Why Postgres SQL function scans partitions that it should not

Question

Why Postgres SQL function scans partitions that it should not

I came across a very strange problem with my SQL functions. It seems they have different execution plans between the language SQL and language plpgsql , but I can’t say which execution plan is installed for the SQL version, since it requires this: Function final statement must be SELECT or INSERT/UPDATE/DELETE RETURNING. and will not allow me to use EXPLAIN .

As for why I know that they have different plans, this is because the SQL version is not running, complaining that it cannot connect to one of the foreign servers that are currently filmed. The connection is performed using external tables, and this table is divided by date ( date_col column), with some of its partitions physically located on one server, and some on a foreign server. The Date parameter used in the function ensures that it should only scan one section and that section is on the same server. This is also shown in EXPLAIN below, used in plain SQL (not in function):

 Append (cost=2.77..39.52 rows=2 width=36) CTE ct -> Result (cost=0.00..0.51 rows=100 width=4) InitPlan 2 (returns $1) -> Aggregate (cost=2.25..2.26 rows=1 width=32) -> CTE Scan on ct (cost=0.00..2.00 rows=100 width=4) -> Seq Scan on table1 (cost=0.00..0.00 rows=1 width=36) Filter: ((date_col = '2017-07-30'::date) AND (some_col = ANY ($1))) -> Seq Scan on "part$_table1_201707" (cost=0.00..36.75 rows=1 width=36) Filter: ((date_col = '2017-07-30'::date) AND (some_col = ANY ($1)))

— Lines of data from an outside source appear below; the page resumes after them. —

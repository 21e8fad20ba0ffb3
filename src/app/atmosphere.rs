//! Sky settings sync.
use bevy::prelude::*;
use bevy_atmosphere::prelude::AtmosphereSettings as BevyAtmosphereSettings;
use glider::settings::Settings;

/// Sync `Settings.atmosphere` resolution and dithering into the running
/// `BevyAtmosphereSettings`. Toggling `enabled` still requires a restart.
#[allow(clippy::needless_pass_by_value)]
pub fn sync_atmosphere_settings(
    settings: Res<Settings>,
    mut last: Local<Option<(u32, bool)>>,
    mut atm_settings: ResMut<BevyAtmosphereSettings>,
) {
    let current = (settings.atmosphere.resolution, settings.atmosphere.dithering);
    if *last == Some(current) {
        return;
    }
    atm_settings.resolution = current.0;
    atm_settings.dithering = current.1;
    *last = Some(current);
}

External sections until 2017 show that the scheduler selects the correct section and is not looking for others to scan. This is true for plain SQL and plpgsql function , but not for sql function . Why is this possible and can I avoid it without rewriting my functions?

From what I understand, there should be some difference between how the parameters are passed to the sql function , since the hard coding date in it does not allow the request to scan unnecessary sections. Perhaps something like this is happening:

 WITH ct AS (SELECT unnest(array[1,2]) AS arr) SELECT col1, col2 FROM table1 WHERE date_col = (SELECT '2017-07-30'::date) AND some_col = ANY((SELECT array_agg(arr) FROM ct)::int[])

Creating such an EXPLAIN :

 Append (cost=2.78..183.67 rows=3 width=36) CTE ct -> Result (cost=0.00..0.51 rows=100 width=4) InitPlan 2 (returns $1) -> Result (cost=0.00..0.01 rows=1 width=4) InitPlan 3 (returns $2) -> Aggregate (cost=2.25..2.26 rows=1 width=32) -> CTE Scan on ct (cost=0.00..2.00 rows=100 width=4) -> Seq Scan on table1 (cost=0.00..0.00 rows=1 width=36) Filter: ((date_col = $1) AND (some_col = ANY ($2))) -> Seq Scan on "part$_table1_201707" (cost=0.00..36.75 rows=1 width=36) Filter: ((date_col = $1) AND (some_col = ANY ($2))) -> Foreign Scan on "part$_table1_201603" (cost=100.00..144.14 rows=1 width=36)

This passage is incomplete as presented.